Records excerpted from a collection
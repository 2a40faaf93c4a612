/*
 * Copyright (c) 2006-Present, Redis Ltd.
 * All rights reserved.
 *
 * Licensed under your choice of the Redis Source Available License 2.0
 * (RSALv2); or (b) the Server Side Public License v1 (SSPLv1); or (c) the
 * GNU Affero General Public License v3 (AGPLv3).
*/

//! Rotation primitives.
//!
//! A rotation is the only operation that restructures parent/child links. It
//! is O(1), preserves the in-order key sequence by construction, and never
//! touches colors; the fixup callers recolor explicitly afterward.

use tracing::trace;

use super::RedBlackTree;
use crate::arena::NodeIndex;
use crate::node::Side;

impl<K, V> RedBlackTree<K, V> {
    /// Left rotation: `pivot` is `axis`'s right child and takes `axis`'s
    /// position; `axis` becomes `pivot`'s left child, and `pivot`'s former
    /// left subtree is re-parented as `axis`'s right child.
    ///
    /// ```text
    ///   |                |
    ///  axis            pivot
    ///     \      ->    /
    ///    pivot      axis
    /// ```
    pub(crate) fn rotate_left(&mut self, axis: NodeIndex, pivot: NodeIndex) {
        trace!(?axis, ?pivot, "rotate_left");
        debug_assert_eq!(self.nodes[axis].right, pivot);

        self.replace_in_parent(axis, pivot);

        let inner = self.nodes[pivot].left;
        self.nodes[axis].right = inner;
        if !inner.is_nil() {
            self.nodes[inner].parent = axis;
        }

        self.nodes[pivot].left = axis;
        self.nodes[axis].parent = pivot;
    }

    /// Right rotation, the mirror image of [`rotate_left`](Self::rotate_left):
    /// `pivot` is `axis`'s left child and takes `axis`'s position.
    ///
    /// ```text
    ///      |           |
    ///     axis       pivot
    ///     /      ->      \
    ///  pivot            axis
    /// ```
    pub(crate) fn rotate_right(&mut self, axis: NodeIndex, pivot: NodeIndex) {
        trace!(?axis, ?pivot, "rotate_right");
        debug_assert_eq!(self.nodes[axis].left, pivot);

        self.replace_in_parent(axis, pivot);

        let inner = self.nodes[pivot].right;
        self.nodes[axis].left = inner;
        if !inner.is_nil() {
            self.nodes[inner].parent = axis;
        }

        self.nodes[pivot].right = axis;
        self.nodes[axis].parent = pivot;
    }

    /// Rotate at `axis` so that `pivot`, its child on `side`, moves up into
    /// `axis`'s position.
    ///
    /// Convenience for the deletion fixup, whose rotations are all phrased as
    /// "rotate this sibling or nephew up."
    pub(crate) fn rotate_up(&mut self, axis: NodeIndex, pivot: NodeIndex, side: Side) {
        match side {
            Side::Right => self.rotate_left(axis, pivot),
            Side::Left => self.rotate_right(axis, pivot),
        }
    }

    /// Put `replacement` into the tree position `node` occupies, updating the
    /// parent's child slot or the root reference.
    fn replace_in_parent(&mut self, node: NodeIndex, replacement: NodeIndex) {
        let parent = self.nodes[node].parent;
        if parent.is_nil() {
            self.root = replacement;
            self.nodes[replacement].parent = NodeIndex::NIL;
        } else {
            let side = self
                .position_in_parent(parent, node)
                .expect("parent link must mirror a child link");
            self.nodes[parent].set_child(side, replacement);
            self.nodes[replacement].parent = parent;
        }
    }
}
/*
 * Copyright (c) 2006-Present, Redis Ltd.
 * All rights reserved.
 *
 * Licensed under your choice of the Redis Source Available License 2.0
 * (RSALv2); or (b) the Server Side Public License v1 (SSPLv1); or (c) the
 * GNU Affero General Public License v3 (AGPLv3).
*/

//! Benchmarking utilities for the `red_black_tree` crate.
//!
//! Provides deterministic key corpora so benchmark runs are comparable
//! across machines and commits, plus builders for pre-populated trees.

use rand::SeedableRng;
use rand::rngs::StdRng;
use rand::seq::SliceRandom;
use red_black_tree::RedBlackTree;

/// Fixed seed so every run works on the same shuffled corpus.
const CORPUS_SEED: u64 = 0x5eed_cafe;

/// `0..n` shuffled with a fixed seed.
///
/// Shuffled rather than sequential keys keep the benchmark off the tree's
/// worst-case rebalancing-heavy insertion pattern while staying
/// deterministic.
pub fn shuffled_keys(n: u64) -> Vec<u64> {
    let mut keys: Vec<u64> = (0..n).collect();
    let mut rng = StdRng::seed_from_u64(CORPUS_SEED);
    keys.shuffle(&mut rng);
    keys
}

/// A tree pre-populated with `keys`, each mapped to itself.
pub fn populated_tree(keys: &[u64]) -> RedBlackTree<u64, u64> {
    let mut tree = RedBlackTree::with_capacity(keys.len());
    for &key in keys {
        tree.insert(key, key);
    }
    tree
}
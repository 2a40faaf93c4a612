/*
 * Copyright (c) 2006-Present, Redis Ltd.
 * All rights reserved.
 *
 * Licensed under your choice of the Redis Source Available License 2.0
 * (RSALv2); or (b) the Server Side Public License v1 (SSPLv1); or (c) the
 * GNU Affero General Public License v3 (AGPLv3).
*/

//! Tests for the traversal surface: the three visitor orders and the lazy
//! in-order iterator.

use red_black_tree::{Color, RedBlackTree};

use crate::helpers::{build_tree, in_order_keys};

/// Collect a visitor-style traversal into a vector.
fn collect(
    traverse: impl FnOnce(&mut dyn FnMut(&i32, &i32, Color)),
) -> Vec<(i32, i32, Color)> {
    let mut out = Vec::new();
    traverse(&mut |key, value, color| out.push((*key, *value, color)));
    out
}

#[test]
fn traversals_on_an_empty_tree_visit_nothing() {
    let tree: RedBlackTree<i32, i32> = RedBlackTree::new();
    assert!(collect(|v| tree.pre_order(v)).is_empty());
    assert!(collect(|v| tree.in_order(v)).is_empty());
    assert!(collect(|v| tree.post_order(v)).is_empty());
    assert_eq!(tree.iter().count(), 0);
}

#[test]
fn the_three_orders_match_their_definitions() {
    // 10, 20, 30 settles as 20(B) over red 10 and 30.
    let tree = build_tree(&[10, 20, 30]);

    assert_eq!(
        collect(|v| tree.pre_order(v)),
        [
            (20, 200, Color::Black),
            (10, 100, Color::Red),
            (30, 300, Color::Red),
        ]
    );
    assert_eq!(
        collect(|v| tree.in_order(v)),
        [
            (10, 100, Color::Red),
            (20, 200, Color::Black),
            (30, 300, Color::Red),
        ]
    );
    assert_eq!(
        collect(|v| tree.post_order(v)),
        [
            (10, 100, Color::Red),
            (30, 300, Color::Red),
            (20, 200, Color::Black),
        ]
    );
}

#[test]
fn pre_order_follows_the_tree_shape() {
    // 1..=7 in order settles as 2(B){1, 4{3, 6{5, 7}}}.
    let tree = build_tree(&[1, 2, 3, 4, 5, 6, 7]);
    let keys: Vec<i32> = collect(|v| tree.pre_order(v))
        .into_iter()
        .map(|(key, _, _)| key)
        .collect();
    assert_eq!(keys, [2, 1, 4, 3, 6, 5, 7]);
}

#[test]
fn in_order_is_sorted_for_any_insertion_order() {
    let tree = build_tree(&[8, 3, 10, 1, 6, 14, 4, 7, 13]);
    assert_eq!(in_order_keys(&tree), [1, 3, 4, 6, 7, 8, 10, 13, 14]);
}

#[test]
fn iter_matches_the_in_order_visitor() {
    let tree = build_tree(&[5, 2, 8, 1, 3, 7, 9]);
    let visited = collect(|v| tree.in_order(v));
    let iterated: Vec<(i32, i32, Color)> = tree
        .iter()
        .map(|(key, value, color)| (*key, *value, color))
        .collect();
    assert_eq!(visited, iterated);
}

#[test]
fn iter_can_stop_early() {
    let tree = build_tree(&(1..=64).collect::<Vec<_>>());
    let first_five: Vec<i32> = tree.iter().take(5).map(|(key, _, _)| *key).collect();
    assert_eq!(first_five, [1, 2, 3, 4, 5]);
}

#[test]
fn into_iterator_on_a_reference_is_in_order() {
    let tree = build_tree(&[3, 1, 2]);
    let keys: Vec<i32> = (&tree).into_iter().map(|(key, _, _)| *key).collect();
    assert_eq!(keys, [1, 2, 3]);
}

#[test]
fn traversals_are_restartable() {
    let tree = build_tree(&[2, 1, 3]);
    let first = collect(|v| tree.in_order(v));
    let second = collect(|v| tree.in_order(v));
    assert_eq!(first, second);
}
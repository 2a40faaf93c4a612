/*
 * Copyright (c) 2006-Present, Redis Ltd.
 * All rights reserved.
 *
 * Licensed under your choice of the Redis Source Available License 2.0
 * (RSALv2); or (b) the Server Side Public License v1 (SSPLv1); or (c) the
 * GNU Affero General Public License v3 (AGPLv3).
*/

//! Tests for the insertion path and its color fixup.

use red_black_tree::{Color, DisplayNode, RedBlackTree};

use crate::helpers::{assert_valid, build_tree, in_order_keys, leaf};

#[test]
fn first_insert_becomes_a_black_root() {
    let tree = build_tree(&[5]);
    assert_eq!(tree.to_display_tree(), leaf(5, Color::Black));
    assert_valid(&tree);
}

#[test]
fn straight_line_insert_rotates_once() {
    // Ascending insertion puts 30 under the red 20: the uncle is a sentinel
    // (black) and node/parent line up on the right, so a single rotation at
    // the grandparent resolves it.
    let tree = build_tree(&[10, 20, 30]);
    assert_eq!(
        tree.to_display_tree(),
        DisplayNode::Node {
            key: 20,
            color: Color::Black,
            children: vec![leaf(10, Color::Red), leaf(30, Color::Red)],
        }
    );
    assert_valid(&tree);
}

#[test]
fn zig_zag_insert_rotates_twice() {
    // 20 lands left of 30, which is right of 10: the double rotation lifts
    // the middle key to the root, same final shape as the straight line.
    let tree = build_tree(&[10, 30, 20]);
    assert_eq!(
        tree.to_display_tree(),
        DisplayNode::Node {
            key: 20,
            color: Color::Black,
            children: vec![leaf(10, Color::Red), leaf(30, Color::Red)],
        }
    );
    assert_valid(&tree);
}

#[test]
fn red_uncle_recolors_without_rotation() {
    // After 1..=3 the tree is 2(B) with red children. Inserting 4 under the
    // red 3 finds a red uncle (1): parent and uncle turn black, and the
    // grandparent, being the root, is forced back to black.
    let tree = build_tree(&[1, 2, 3, 4]);
    assert_eq!(
        tree.to_display_tree(),
        DisplayNode::Node {
            key: 2,
            color: Color::Black,
            children: vec![
                leaf(1, Color::Black),
                DisplayNode::Node {
                    key: 3,
                    color: Color::Black,
                    children: vec![DisplayNode::Nil, leaf(4, Color::Red)],
                },
            ],
        }
    );
    assert_valid(&tree);
}

#[test]
fn ascending_insertions_stay_balanced() {
    let mut tree = RedBlackTree::new();
    for key in 1..=100 {
        tree.insert(key, key);
        assert_valid(&tree);
    }
    assert_eq!(tree.len(), 100);
    assert_eq!(in_order_keys(&tree), (1..=100).collect::<Vec<_>>());
}

#[test]
fn descending_insertions_stay_balanced() {
    let mut tree = RedBlackTree::new();
    for key in (1..=100).rev() {
        tree.insert(key, key);
        assert_valid(&tree);
    }
    assert_eq!(in_order_keys(&tree), (1..=100).collect::<Vec<_>>());
}

#[test]
fn duplicate_key_adds_a_second_entry() {
    let mut tree = RedBlackTree::new();
    tree.insert(5, 1);
    tree.insert(5, 2);

    assert_eq!(tree.len(), 2);
    assert_eq!(in_order_keys(&tree), [5, 5]);
    assert_valid(&tree);
}

#[test]
fn search_observes_the_most_recent_duplicate() {
    let mut tree = RedBlackTree::new();
    tree.insert(10, 100);
    tree.insert(5, 1);
    tree.insert(3, 30);
    tree.insert(5, 2);

    assert_eq!(tree.search(&5), Some(&2));
    assert_eq!(in_order_keys(&tree), [3, 5, 5, 10]);
    assert_valid(&tree);

    tree.insert(5, 3);
    assert_eq!(tree.search(&5), Some(&3));
    assert_eq!(tree.len(), 5);
    assert_valid(&tree);
}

**Task to complete:** Please retype, exactly as written, every line from the line containing "assert_eq!(in_order_keys(&tree), [3, 5, 5, 10]);" through the last line of the records above, including both of those lines, and nothing else.

**Your response:**
    assert_eq!(in_order_keys(&tree), [3, 5, 5, 10]);
    assert_valid(&tree);

    tree.insert(5, 3);
    assert_eq!(tree.search(&5), Some(&3));
    assert_eq!(tree.len(), 5);
    assert_valid(&tree);
}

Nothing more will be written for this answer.